The user has to sign up to use the service in the first place. I agree that there may be some special quality about these users. But, we've tried our best to make the treatment and control have the same group characteristics except for the use of this service. I think the way these observations come in can be thought of as a random sample from the population of all people that have this amenity. Soon, the service will be available to all of our customers. So, we are trying to show that the use of this service helps our employees work more efficiently.


Active Member
I agree with @hlsmith: use all the data + t-test + quantile regression. Precisely because the group sizes are so big, the Central Limit Theorem guarantees validity of t-test. You may also run two-sample Kolmogorov-Smirnov test to see if the distribution in the test group is the same as that in the control group.

If the difference in means is statistically significant, you may quantify the effect size with Cohen's D or R-square. This would help in addressing the effect size issue that @katxt mentioned.
Yeah. We have calculated sample sizes. But, have yet to run a formal test.

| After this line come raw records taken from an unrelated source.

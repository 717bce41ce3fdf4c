//! Per-frame simulation tick
//!
//! Core game loop that advances the simulation by one frame and issues the
//! frame's draw calls.

use rand::Rng;

use super::entity::{Obstacle, Rect};
use super::state::{GamePhase, GameState};
use crate::renderer::Surface;

/// Input intents for a single tick
#[derive(Debug, Clone, Copy, Default, PartialEq, Eq)]
pub struct TickInput {
    pub start: bool,
    pub jump: bool,
    pub squat: bool,
}

/// Advance the game by one frame
pub fn tick<S: Surface + ?Sized>(state: &mut GameState, input: &TickInput, surface: &mut S) {
    if state.phase == GamePhase::Idle {
        if input.start {
            state.reset();
            state.phase = GamePhase::Running;
            log::info!("Run started (seed {})", state.seed);
        }
        return;
    }

    state.time_ticks += 1;
    surface.clear(state.field.width, state.field.height);

    update_jump(state, input);

    if input.squat {
        state.player.squat();
    } else {
        state.player.stand();
    }

    state.spawn_countdown -= 1.0;
    if state.spawn_countdown <= 0.0 {
        spawn_obstacle(state);
        state.spawn_countdown = state.next_spawn_countdown();
    }

    // Every obstacle still moves and draws on the frame a collision happens
    let mut collided = false;
    for obstacle in state.obstacles.iter_mut() {
        if state.player.touches(obstacle) {
            collided = true;
        }
        obstacle.advance(state.speed);
        obstacle.draw(surface);
    }

    if collided {
        state.phase = GamePhase::Idle;
        log::info!(
            "Run ended after {} ticks at speed {:.3} ({} obstacles spawned)",
            state.time_ticks,
            state.speed,
            state.spawned
        );
    }

    // Spawn order is also right-edge order, so only the front can be off screen
    while state.obstacles.front().is_some_and(Obstacle::is_off_screen) {
        state.obstacles.pop_front();
    }

    state
        .player
        .apply_gravity(state.field.height, state.tuning.gravity);
    state.player.draw(surface);

    state.speed += state.tuning.speed_increment;
}

/// Jump start, held-jump boost, and release cancel
fn update_jump(state: &mut GameState, input: &TickInput) {
    if !input.jump {
        // Releasing cancels the arc even mid-air
        state.jump_timer = 0;
        return;
    }

    let tuning = &state.tuning;
    if state.player.is_grounded(state.field.height) && state.jump_timer == 0 {
        state.jump_timer = 1;
        state.player.vel_y = -tuning.jump_force;
    } else if state.jump_timer > 0 && state.jump_timer < tuning.max_jump_ticks {
        state.jump_timer += 1;
        state.player.vel_y =
            -tuning.jump_force - state.jump_timer as f32 / tuning.jump_boost_divisor;
    }
}

/// Spawn one obstacle at the right edge, floor-aligned or flying
pub fn spawn_obstacle(state: &mut GameState) {
    let tuning = &state.tuning;
    let (min, max) = (tuning.obstacle_min_size, tuning.obstacle_max_size);

    let size = random_int_in_range(&mut state.rng, min, max) as f32;
    let flying = random_int_in_range(&mut state.rng, 0, 1) == 1;

    let mut rect = Rect::new(
        state.field.width - size,
        state.field.height - size,
        size,
        size,
    );
    if flying {
        rect.pos.y -= state.player.original_height - tuning.flying_clearance;
    }

    log::debug!(
        "Spawned {} obstacle {}x{} at ({}, {})",
        if flying { "flying" } else { "ground" },
        size,
        size,
        rect.pos.x,
        rect.pos.y
    );

    state.obstacles.push_back(Obstacle::new(rect, flying));
    state.spawned += 1;
}

/// Rounded scaled uniform draw; endpoints get half the weight of interior values
pub fn random_int_in_range<R: Rng + ?Sized>(rng: &mut R, min: i32, max: i32) -> i32 {
    (rng.random::<f32>() * (max - min) as f32 + min as f32).round() as i32
}
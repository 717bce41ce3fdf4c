//! Rect Runner - A minimal endless runner
//!
//! Core modules:
//! - `sim`: Deterministic simulation (physics, spawning, collisions, game state)
//! - `input`: Logical key state and the input-query boundary
//! - `renderer`: Drawing surface boundary (canvas on web, recording elsewhere)
//! - `game`: Composition root wiring simulation, input and surface together
//! - `tuning`: Data-driven game balance
//! - `settings`: Player preferences (key bindings, seed)

pub mod error;
pub mod game;
pub mod input;
pub mod renderer;
pub mod settings;
pub mod sim;
pub mod tuning;

pub use error::GameError;
pub use game::{Game, GameConfig};
pub use settings::Settings;
pub use tuning::Tuning;

/// Game configuration constants
pub mod consts {
    /// Reference play field (the browser host uses the window size instead)
    pub const FIELD_WIDTH: f32 = 800.0;
    pub const FIELD_HEIGHT: f32 = 400.0;

    /// Player start rectangle
    pub const PLAYER_START_X: f32 = 25.0;
    pub const PLAYER_START_Y: f32 = 0.0;
    pub const PLAYER_WIDTH: f32 = 50.0;
    pub const PLAYER_HEIGHT: f32 = 50.0;

    /// Scroll speed at the start of every run
    pub const BASE_SPEED: f32 = 3.0;
    /// Speed added every running tick
    pub const SPEED_INCREMENT: f32 = 0.003;
    /// Downward acceleration per tick
    pub const GRAVITY: f32 = 1.0;

    /// Upward velocity applied when a jump begins
    pub const JUMP_FORCE: f32 = 15.0;
    /// Jump timer cap (ticks of held-jump boost)
    pub const MAX_JUMP_TICKS: u32 = 15;
    /// Divisor for the held-jump boost (`timer / divisor`)
    pub const JUMP_BOOST_DIVISOR: f32 = 50.0;

    /// Spawn countdown after reset, and the base of the recomputed countdown
    pub const INITIAL_SPAWN_TIMER: f32 = 200.0;
    /// Floor for the recomputed spawn countdown
    pub const MINIMUM_SPAWN_COUNTDOWN: f32 = 60.0;
    /// How strongly speed shortens the spawn countdown
    pub const SPAWN_SPEED: f32 = 8.0;

    /// Obstacle size range (inclusive)
    pub const OBSTACLE_MIN_SIZE: i32 = 20;
    pub const OBSTACLE_MAX_SIZE: i32 = 70;
    /// Gap between a flying obstacle's lift and the player's standing height
    pub const FLYING_CLEARANCE: f32 = 10.0;
}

By the way, is anyone familiar with power.t.test in r and how it is calculating sample size? I know there are a few approaches. I have an off-shoot question related to calculating sample size for a one-sample t-test. I'm reading from "Biostatistical Methods" - Lachin. My problem is not in a biostat framework. I'm just reading about the formula.

N = ((Z * sigma)/E)^2 where Z is the appropriate quantile for a given alpha level. E is the desired margin of error. This formula does not take into account power. Can someone elaborate on this formula?


Less is more. Stay pure. Stay poor.
What is the specific original question? I would still think quantile treatment effects would be a good approach, it allows for propensity scores to address background imbalances.
So, I took over owning a project in which the prior person calculated sample sizes for a one-sample t-test (less of a background in stats than me). Now, I'm looking back at it and wondering why we aren't directly comparing the two groups with a difference in means. Think back to the pizza example. Is method A faster than method B from a statistical standpoint? That's essentially the question.